Ditching Quentin and keeping Buehrle and Danks cuts about $7M from the ~$120M starting point. For a team expected to win something like 79-84 games--it's hard to nail down exactly at this point--I would guess they'd still be in the red and not breaking even. If that's actually the case, where would the cuts come from?
Two are out of the question: Dunn and Rios. They'll cost $26.5M next season and $28M for the two following. That'll buy you about 5 wins in each of those seasons on the free agent market. So the only way a team would want them is if they came with a 5 win player or two making nothing.** Obviously the Sox aren't obligated to send both to the same team. I think Chris Sale would be enough to get rid of one or the other. We might even get some money in that deal. But the whole problem with this team is it's had to pay market price for too many of their players. Getting rid of the few cheap guys we have just perpetuates the problem and kicks the can down the road.

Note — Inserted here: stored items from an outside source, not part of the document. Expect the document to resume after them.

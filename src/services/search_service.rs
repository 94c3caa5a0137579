// src/services/search_service.rs
// DOCUMENTATION: User search pipeline
// PURPOSE: Resolve a place name from the store, or fetch it with its surroundings from the providers

use crate::config::Config;
use crate::db::{PhotoRepository, PlaceRepository, ReviewRepository};
use crate::errors::PlacesError;
use crate::models::{CreatePlaceRequest, OutcomeCounts, OwnerRef, PhotoOrigin, Place};
use crate::services::cache::{HttpTransport, RequestCache};
use crate::services::{FlickrClient, GooglePlacesClient, YelpClient};
use chrono::Utc;
use serde::Serialize;
use sqlx::SqlitePool;
use std::collections::HashSet;

/// The three provider adapters a search talks to
pub struct ProviderClients {
    pub google: GooglePlacesClient,
    pub yelp: YelpClient,
    pub flickr: FlickrClient,
}

impl ProviderClients {
    pub fn from_config(config: &Config) -> Self {
        Self {
            google: GooglePlacesClient::new(config.google_places_api_key.clone()),
            yelp: YelpClient::new(config.yelp_api_key.clone()),
            flickr: FlickrClient::new(config.flickr_api_key.clone()),
        }
    }
}

/// Search statistics
/// DOCUMENTATION: Tracks what one search stored, skipped and rejected
#[derive(Debug, Clone, Serialize)]
pub struct SearchStats {
    /// Term that was searched
    pub term: String,
    /// True when the place was already stored and no provider was asked
    pub from_store: bool,
    pub places: OutcomeCounts,
    pub reviews: OutcomeCounts,
    pub photos: OutcomeCounts,
    /// Request cache hits during this search
    pub cache_hits: u64,
    /// Request cache misses (network calls) during this search
    pub cache_misses: u64,
    /// Provider failures that did not abort the search
    pub errors: Vec<String>,
    /// Timestamp when search started
    pub started_at: String,
    /// Timestamp when search completed
    pub completed_at: Option<String>,
}

impl SearchStats {
    pub fn new(term: String) -> Self {
        Self {
            term,
            from_store: false,
            places: OutcomeCounts::default(),
            reviews: OutcomeCounts::default(),
            photos: OutcomeCounts::default(),
            cache_hits: 0,
            cache_misses: 0,
            errors: Vec::new(),
            started_at: Utc::now().to_rfc3339(),
            completed_at: None,
        }
    }

    pub fn complete(&mut self) {
        self.completed_at = Some(Utc::now().to_rfc3339());
    }

    fn record_error(&mut self, msg: String) {
        log::warn!("{}", msg);
        self.errors.push(msg);
    }
}

/// Places a search resolved to, with what it cost
#[derive(Debug, Clone, Serialize)]
pub struct SearchResult {
    pub places: Vec<Place>,
    pub stats: SearchStats,
}

pub struct SearchService;

impl SearchService {
    /// Run a user search
    /// DOCUMENTATION: Main pipeline
    ///
    /// Process:
    /// 1. Look the term up in the store by exact name; a hit ends the search
    /// 2. Google text search, insert every place (first write wins)
    /// 3. For each stored place: Yelp businesses and Flickr photos nearby,
    ///    linked by the place id
    /// 4. Optionally Flickr photos around every stored business, linked by review id
    ///
    /// Yelp and Flickr failures land in `stats.errors`; a Google failure is returned.
    ///
    /// # Arguments
    /// * `pool` - Local store
    /// * `cache` - Request cache every provider call goes through
    /// * `clients` - Provider adapters
    /// * `term` - Place name typed by the user
    /// * `fetch_review_photos` - Also search photos around each business
    pub async fn search<T: HttpTransport>(
        pool: &SqlitePool,
        cache: &mut RequestCache<T>,
        clients: &ProviderClients,
        term: &str,
        fetch_review_photos: bool,
    ) -> Result<SearchResult, PlacesError> {
        let term = term.trim();
        if term.is_empty() {
            return Err(PlacesError::InvalidInput("Search term is empty".to_string()));
        }

        let mut stats = SearchStats::new(term.to_string());
        let before = cache.stats();

        if let Some(place) = PlaceRepository::find_by_name(pool, term).await? {
            log::info!("{} is already stored (id {})", term, place.id);
            stats.from_store = true;
            stats.complete();
            return Ok(SearchResult {
                places: vec![place],
                stats,
            });
        }

        log::info!("Starting search for: {}", term);

        let requests = clients.google.text_search(cache, term).await?;
        let outcomes = PlaceRepository::insert_places(pool, &requests).await?;
        stats.places = OutcomeCounts::tally(&outcomes);

        let mut places = Vec::with_capacity(requests.len());
        let mut handled = HashSet::new();
        for (req, outcome) in requests.iter().zip(&outcomes) {
            let Some(place_id) = outcome.id() else {
                continue;
            };
            // Google may list the same name twice; both outcomes point at one row
            if !handled.insert(place_id) {
                log::debug!("Place {} already handled for {}", place_id, term);
                continue;
            }

            Self::collect_surroundings(pool, cache, clients, req, place_id, &mut stats).await?;

            if fetch_review_photos {
                Self::collect_review_photos(pool, cache, clients, &req.name, &mut stats).await?;
            }

            places.push(PlaceRepository::get_by_id(pool, place_id).await?);
        }

        let after = cache.stats();
        stats.cache_hits = after.hits - before.hits;
        stats.cache_misses = after.misses - before.misses;
        stats.complete();

        log::info!(
            "Search for {} completed: {} places, {} reviews, {} photos stored, {} errors",
            term,
            stats.places.inserted,
            stats.reviews.inserted,
            stats.photos.inserted,
            stats.errors.len()
        );

        Ok(SearchResult { places, stats })
    }

    /// Yelp businesses and Flickr photos around one stored place
    async fn collect_surroundings<T: HttpTransport>(
        pool: &SqlitePool,
        cache: &mut RequestCache<T>,
        clients: &ProviderClients,
        place: &CreatePlaceRequest,
        place_id: i64,
        stats: &mut SearchStats,
    ) -> Result<(), PlacesError> {
        match clients
            .yelp
            .search_nearby(cache, place.latitude, place.longitude, &place.name)
            .await
        {
            Ok(reviews) => {
                let outcomes =
                    ReviewRepository::insert_reviews(pool, &reviews, OwnerRef::Id(place_id)).await?;
                stats.reviews.add(OutcomeCounts::tally(&outcomes));
            }
            Err(e) => stats.record_error(format!("Yelp search for {} failed: {}", place.name, e)),
        }

        match clients
            .flickr
            .search_photos(cache, place.latitude, place.longitude, &place.name, PhotoOrigin::Place)
            .await
        {
            Ok(photos) => {
                let outcomes =
                    PhotoRepository::insert_photos(pool, &photos, OwnerRef::Id(place_id)).await?;
                stats.photos.add(OutcomeCounts::tally(&outcomes));
            }
            Err(e) => stats.record_error(format!("Flickr search for {} failed: {}", place.name, e)),
        }

        Ok(())
    }

    /// Flickr photos around every business stored for a place
    async fn collect_review_photos<T: HttpTransport>(
        pool: &SqlitePool,
        cache: &mut RequestCache<T>,
        clients: &ProviderClients,
        place_name: &str,
        stats: &mut SearchStats,
    ) -> Result<(), PlacesError> {
        for review in ReviewRepository::list_for(pool, place_name).await? {
            match clients
                .flickr
                .search_photos(cache, review.latitude, review.longitude, &review.name, PhotoOrigin::Review)
                .await
            {
                Ok(photos) => {
                    let outcomes =
                        PhotoRepository::insert_photos(pool, &photos, OwnerRef::Id(review.id)).await?;
                    stats.photos.add(OutcomeCounts::tally(&outcomes));
                }
                Err(e) => {
                    stats.record_error(format!("Flickr search for {} failed: {}", review.name, e))
                }
            }
        }
        Ok(())
    }
}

Well then, who's left to ditch? AJ has 10-and-5 rights, so he's not going anywhere unless he says so. Plus he's only making $6M next year and is coming off one of his best seasons with the bat. Among the position players, there really aren't any obvious targets to deal. They're either old and getting paid or young and underperforming.
Tyler Flowers is a possibility if he convinced an MLB club that he's a starting catcher with his performance this season. I think (and Kenny presumably does too) that he's backup material. But the idea here is to emphasize the most efficient route to cost cutting. A challenge trade could pay some dividends, but more likely than not you're running in place and you have to buy a backup catcher. Brent Morel I suppose could be in a similar position, but without the "sell high" part. Opening up holes on the major league roster in order to close others isn't likely to be a winning proposition.

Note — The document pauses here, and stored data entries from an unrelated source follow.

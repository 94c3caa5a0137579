// src/services/cache.rs
// DOCUMENTATION: Persistent request cache in front of every provider call
// PURPOSE: Make repeated queries free - a key seen once is never fetched again

use crate::errors::PlacesError;
use crate::services::cache_key::{derive_key, QueryParams, SECRET_PARAMS};
use reqwest::Client;
use serde::de::DeserializeOwned;
use serde::{Deserialize, Serialize};
use serde_json::Value;
use std::collections::HashMap;
use std::fs;
use std::future::Future;
use std::io::ErrorKind;
use std::path::{Path, PathBuf};
use std::time::Duration;

/// Outbound HTTP GET
/// DOCUMENTATION: The only place network I/O happens; the cache owns one
pub trait HttpTransport {
    /// Issue a GET and return the body of a successful (2xx) response
    fn get(
        &self,
        url: &str,
        params: Option<&QueryParams>,
        headers: &[(String, String)],
    ) -> impl Future<Output = Result<String, PlacesError>> + Send;
}

/// reqwest-backed transport
pub struct ReqwestTransport {
    client: Client,
}

impl ReqwestTransport {
    /// Create transport whose requests fail after `timeout`
    pub fn new(timeout: Duration) -> Result<Self, PlacesError> {
        let client = Client::builder()
            .timeout(timeout)
            .build()
            .map_err(|e| PlacesError::NetworkError(format!("Client setup failed: {}", e)))?;
        Ok(Self { client })
    }
}

impl HttpTransport for ReqwestTransport {
    async fn get(
        &self,
        url: &str,
        params: Option<&QueryParams>,
        headers: &[(String, String)],
    ) -> Result<String, PlacesError> {
        let mut request = self.client.get(url);
        if let Some(params) = params {
            request = request.query(params);
        }
        for (name, value) in headers {
            request = request.header(name.as_str(), value.as_str());
        }

        let response = request.send().await.map_err(|e| {
            log::error!("Request to {} failed: {}", url, e);
            PlacesError::NetworkError(format!("Request failed: {}", e))
        })?;

        if !response.status().is_success() {
            let status = response.status();
            let body = response.text().await.unwrap_or_default();
            log::error!("API error from {} {}: {}", url, status, body);
            return Err(PlacesError::NetworkError(format!("API error {}: {}", status, body)));
        }

        response.text().await.map_err(|e| {
            log::error!("Failed to read body from {}: {}", url, e);
            PlacesError::NetworkError(format!("Body read failed: {}", e))
        })
    }
}

/// How a response body becomes the stored value
#[derive(Debug, Clone, Copy, PartialEq, Eq)]
pub enum ResponseFormat {
    /// Plain JSON document
    Json,
    /// JSON wrapped in a callback, e.g. `jsonFlickrApi({...})`
    WrappedJson,
    /// Raw text, stored as a JSON string
    Text,
}

impl ResponseFormat {
    /// Decode a body; malformed bodies are never cached
    pub fn decode(self, body: &str) -> Result<Value, PlacesError> {
        match self {
            ResponseFormat::Json => serde_json::from_str(body)
                .map_err(|e| PlacesError::DecodeError(format!("Invalid JSON: {}", e))),
            ResponseFormat::WrappedJson => {
                let inner = strip_wrapper(body)?;
                serde_json::from_str(inner)
                    .map_err(|e| PlacesError::DecodeError(format!("Invalid wrapped JSON: {}", e)))
            }
            ResponseFormat::Text => Ok(Value::String(body.to_string())),
        }
    }
}

/// Slice between the first `(` and the last `)`
fn strip_wrapper(body: &str) -> Result<&str, PlacesError> {
    let body = body.trim();
    match (body.find('('), body.rfind(')')) {
        (Some(start), Some(end)) if start < end => Ok(&body[start + 1..end]),
        _ => Err(PlacesError::DecodeError(
            "Response is not wrapped in a callback".to_string(),
        )),
    }
}

/// Cache statistics
#[derive(Debug, Clone, Copy, PartialEq, Serialize, Deserialize)]
pub struct CacheStats {
    pub total_entries: usize,
    pub hits: u64,
    pub misses: u64,
}

/// Persistent key -> response cache
/// DOCUMENTATION: Loaded once at startup, consulted before every network call,
/// flushed in full after every miss. Entries never expire.
/// Not safe for concurrent writers on the same file; share it behind a lock.
pub struct RequestCache<T = ReqwestTransport> {
    path: PathBuf,
    entries: HashMap<String, Value>,
    transport: T,
    hits: u64,
    misses: u64,
}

The best move is probably to let Buehrle walk and have Sale replace him in the rotation. That'd put the Sox under $100M with a good chance to replace Buehrle's production from 2010. Insert Addison Reed and there's a pretty decent chance that Sale+Reed = Sale+Buehrle+$14M. The problem there of course is that Mark Buehrle is the best White Sox since Frank Thomas, has an outside chance at the Hall of Fame and is more popular in Chicago than obesity in America's heartland.
Some other relatively expensive pitcher then? Peavy's making $17M next season and not going anywhere until the Sox prove they can keep him healthy; the earliest they can trade him is midseason. It would also help if his bad luck on the mound ran out. It's not totally out of the quetion, but it's hard to pull off.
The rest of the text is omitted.